[ENTRIES PROVIDED — start]
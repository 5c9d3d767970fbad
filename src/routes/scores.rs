use actix_web::{web, HttpResponse};
use serde_json::{json, Value};

use crate::core::Calculator;
use crate::error::CalcError;
use crate::models::{ErrorKind, ErrorResponse, ScoreResult};
use crate::routes::AppState;

/// Install `POST /{C::ID}` for one calculator
pub fn mount<C: Calculator>(cfg: &mut web::ServiceConfig) {
    cfg.route(&format!("/{}", C::ID), web::post().to(calculate_score::<C>));
}

/// Per-score endpoint
///
/// The body has already been decoded into the score's typed parameters by
/// the JSON extractor; shape errors never reach this handler.
async fn calculate_score<C: Calculator>(
    state: web::Data<AppState>,
    params: web::Json<C::Params>,
) -> HttpResponse {
    let params = params.into_inner();
    let outcome = state.registry.dispatch::<C>(&params);
    respond(C::ID, outcome, || serde_json::to_value(&params).unwrap_or(Value::Null))
}

/// Generic calculation endpoint
///
/// POST /api/{score_id}/calculate
pub(crate) async fn calculate_by_id(
    state: web::Data<AppState>,
    path: web::Path<String>,
    body: web::Json<Value>,
) -> HttpResponse {
    let score_id = path.into_inner();
    if !state.registry.contains(&score_id) {
        return score_not_found(&score_id);
    }

    let params = body.into_inner();
    let outcome = state.registry.invoke(&score_id, &params);
    respond(&score_id, outcome, move || params)
}

pub(crate) fn score_not_found(score_id: &str) -> HttpResponse {
    tracing::info!("Unknown score requested: {}", score_id);
    HttpResponse::NotFound().json(ErrorResponse::new(
        ErrorKind::ScoreNotFound,
        format!("Score '{}' not found", score_id),
        json!({ "score_id": score_id }),
    ))
}

/// Map a dispatch outcome onto an HTTP response
fn respond(
    score_id: &str,
    outcome: Option<Result<ScoreResult, CalcError>>,
    parameters: impl FnOnce() -> Value,
) -> HttpResponse {
    match outcome {
        Some(Ok(result)) => {
            tracing::info!("Calculated {}: {} ({})", score_id, result.result, result.stage);
            HttpResponse::Ok().json(result)
        }
        Some(Err(CalcError::Validation(message))) => {
            tracing::warn!("Validation failed for {}: {}", score_id, message);
            HttpResponse::UnprocessableEntity().json(ErrorResponse::new(
                ErrorKind::ValidationError,
                "Invalid parameters for calculation",
                json!({ "error": message }),
            ))
        }
        Some(Err(CalcError::Internal(message))) => {
            tracing::error!("Calculator {} failed: {}", score_id, message);
            HttpResponse::InternalServerError().json(ErrorResponse::new(
                ErrorKind::InternalServerError,
                "Internal error in calculation",
                json!({ "error": message }),
            ))
        }
        None => {
            tracing::error!("No calculator registered for {}", score_id);
            HttpResponse::InternalServerError().json(ErrorResponse::new(
                ErrorKind::CalculationError,
                format!("Error calculating {}", score_id),
                json!({ "parameters": parameters() }),
            ))
        }
    }
}

#[cfg(test)]
mod tests {
    use super::*;
    use actix_web::{body::to_bytes, http::StatusCode};

    async fn body_json(response: HttpResponse) -> Value {
        let bytes = to_bytes(response.into_body()).await.unwrap();
        serde_json::from_slice(&bytes).unwrap()
    }

    #[actix_web::test]
    async fn test_unknown_score_is_calculation_error() {
        let response = respond("not_a_real_score", None, || json!({}));
        assert_eq!(response.status(), StatusCode::INTERNAL_SERVER_ERROR);
        let body = body_json(response).await;
        assert_eq!(body["error"], "CalculationError");
        assert_eq!(body["details"]["parameters"], json!({}));
    }

    #[actix_web::test]
    async fn test_validation_is_unprocessable() {
        let outcome = Some(Err(CalcError::validation("ICP cannot be greater than or equal to MAP")));
        let response = respond("cerebral_perfusion_pressure", outcome, || Value::Null);
        assert_eq!(response.status(), StatusCode::UNPROCESSABLE_ENTITY);
        let body = body_json(response).await;
        assert_eq!(body["error"], "ValidationError");
        assert_eq!(body["details"]["error"], "ICP cannot be greater than or equal to MAP");
    }

    #[actix_web::test]
    async fn test_internal_is_server_error() {
        let outcome = Some(Err(CalcError::internal("value is not a finite number")));
        let response = respond("oxygenation_index", outcome, || Value::Null);
        assert_eq!(response.status(), StatusCode::INTERNAL_SERVER_ERROR);
        assert_eq!(body_json(response).await["error"], "InternalServerError");
    }
}
// Route exports
pub mod catalog;
pub mod scores;

use actix_web::web;
use std::sync::Arc;

use crate::core::Registry;

/// Application state shared across all handlers
#[derive(Clone)]
pub struct AppState {
    pub registry: Arc<Registry>,
}

impl AppState {
    pub fn new(registry: Arc<Registry>) -> Self {
        Self { registry }
    }
}

/// Configure catalogue routes plus one POST route per registered score
pub fn configure_routes(cfg: &mut web::ServiceConfig, registry: &Registry) {
    cfg.route("/health", web::get().to(catalog::health_check));

    cfg.service(
        web::scope("/api")
            .route("/scores", web::get().to(catalog::list_scores))
            .route("/scores/{score_id}", web::get().to(catalog::get_score_metadata))
            .route("/scores/{score_id}/validate", web::get().to(catalog::validate_score))
            .route("/categories", web::get().to(catalog::list_categories))
            .route("/{score_id}/calculate", web::post().to(scores::calculate_by_id)),
    );

    for entry in registry.entries() {
        entry.mount(cfg);
    }
}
[ENTRIES PROVIDED — finish]
Filter the listing above by the word "path"; copy each line that passes.

TASK OUTPUT:
    path: web::Path<String>,
    let score_id = path.into_inner();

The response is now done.